3. 阿拉杰里综合征(AGS):是一种累及多系统的常染色体显性遗传病。94%~95%由JAG1基因变异引起,2%~4%由NOTCH2基因变异引起。肝脏表现为不同程度的胆汁淤积,瘙痒往往是突出表现。可有严重高胆固醇血症,严重者出现多发黄瘤。心脏杂音是本病第二常见体征,杂音主要因肺动脉流出道或外周肺动脉狭窄引起。外周肺动脉狭窄可单独发生,也可合并心内异常,包括法洛四联症、室间隔缺损等。面部特征为前额突出、眼窝深陷伴眼距中度增宽、尖下颌等。此外,33%~87%的患儿可出现蝶形椎骨,56%~95%的患儿可见角膜后胚胎环,20%~73%的患儿可见肾脏异常,包括孤立肾、异位肾、小型肾、单侧肾、双侧多囊肾等。肝组织活检有小叶间胆管缺乏是本病的重要特征。经典的诊断标准为肝内小叶间胆管缺乏的基础上,具有慢性胆汁淤积、心脏杂音、蝶形椎骨、角膜后胚胎环、特殊面容、肾脏异常等6个主要标准的3个或以上;如果没有小叶间胆管缺乏,符合4个或以上主要标准也可诊断。如果已知有JAG1或NOTCH2基因变异或阳性家族史时,2个主要标准通常即可确诊。肝衰竭、心力衰竭和颅内出血是AGS的3大主要死因。本病应定期随访,做好对症治疗。 

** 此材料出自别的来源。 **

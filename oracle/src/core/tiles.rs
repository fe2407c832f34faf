//! Floor tile tables for the memory-indexed levels.

use std::collections::BTreeMap;

use crate::core::item::{Item, LevelId, TileTable};

/// Supplies the preset floor tiles of a level, if it has any.
pub trait TileSource {
    fn tiles(&self, level: LevelId) -> Option<&[Option<Item>]>;
}

impl TileSource for BTreeMap<LevelId, TileTable> {
    fn tiles(&self, level: LevelId) -> Option<&[Option<Item>]> {
        self.get(&level).map(Vec::as_slice)
    }
}

/// A source with no tables at all.
#[derive(Debug, Clone, Copy, Default)]
pub struct NoTiles;

impl TileSource for NoTiles {
    fn tiles(&self, _level: LevelId) -> Option<&[Option<Item>]> {
        None
    }
}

4. 家族性肝内胆汁淤积症:是一组常染色体隐性遗传病,以肝内胆汁淤积为主要表现。本病临床上多表现为连续的疾病谱,严重型即为进行性家族性肝内胆汁淤积症(PFIC),以持续性黄疸伴瘙痒为特征,瘙痒严重者影响生活质量,最终发展为肝纤维化、肝硬化和肝功能衰竭。根据致病基因不同,可分为1~6型,分别由ATP8B1、ABCB11、ABCB4、TJP2、NR1H4及MYO5B基因变异导致。多数PFIC患儿身材矮小,可出现维生素D缺乏性佝偻病、维生素K缺乏性出血、维生素E缺乏性神经肌肉功能异常等。此外PFIC1可有复发性胰腺炎、腹泻、感音神经性听力损伤、慢性咳嗽或喘息、甲状腺功能低下,PFIC2及PFIC3可有胆结石且发生肿瘤的风险明显增加,而PFIC4和PFIC6可伴有耳聋等。除PFIC3型为高GGT外,其他5型均表现为低GGT胆汁淤积。临床上对于不明原因的慢性肝内胆汁淤积症要考虑到PFIC。血清GGT水平正常的胆汁淤积患儿几乎均由基因缺陷引起;血清GGT升高者,需考虑PFIC3。肝活检及肝外表现有利于鉴别不同型别,但最终确诊靠基因检测。 

三、其他


1. 单纯胆红素升高:单纯胆红素升高而转氨酶及胆汁酸水平正常,无其他肝脏病理体征,常提示胆红素代谢障碍。表现为非结合胆红素升高者多由编码葡萄糖醛酸转移酶的UGT1A1基因变异引起,根据胆红素升高程度等可分为Gilbert或Crigler-Najjar综合征,但实际上是一个疾病连续的表型。本病一般不需要特别的治疗,光疗控制血总胆红素不超过200μmol/L即可;如果光疗不能控制,可考虑肝移植或肝细胞移植。表现为结合胆红素为主的胆红素代谢障碍包括Rotor综合征和Dubin-Johnson综合征。Rotor综合征由SLCO1B1及SLCO1B3双基因变异,Dubin-Johnson综合征由ABCC2基因变异引起。两种综合征均不需要治疗,不影响寿命。 

2. 单纯胆汁酸升高:持续性的单纯高胆汁酸血症,而胆红素及转氨酶等正常,在我国多因SLC10A1基因编码的钠-牛磺胆酸共转运多肽缺陷所致。从目前的知识,本病对身体没有明显影响,不需要治疗。 

综上所述,遗传性肝病表现多样,需要全面细致的病史采集及查体,从常规肝功能试验中寻找线索,必要时其他辅助检查和基因检测明确诊断。明确诊断后可针对病因给予特异性的处理,或避免不必要的治疗,从而改善患者预后,提高生活质量。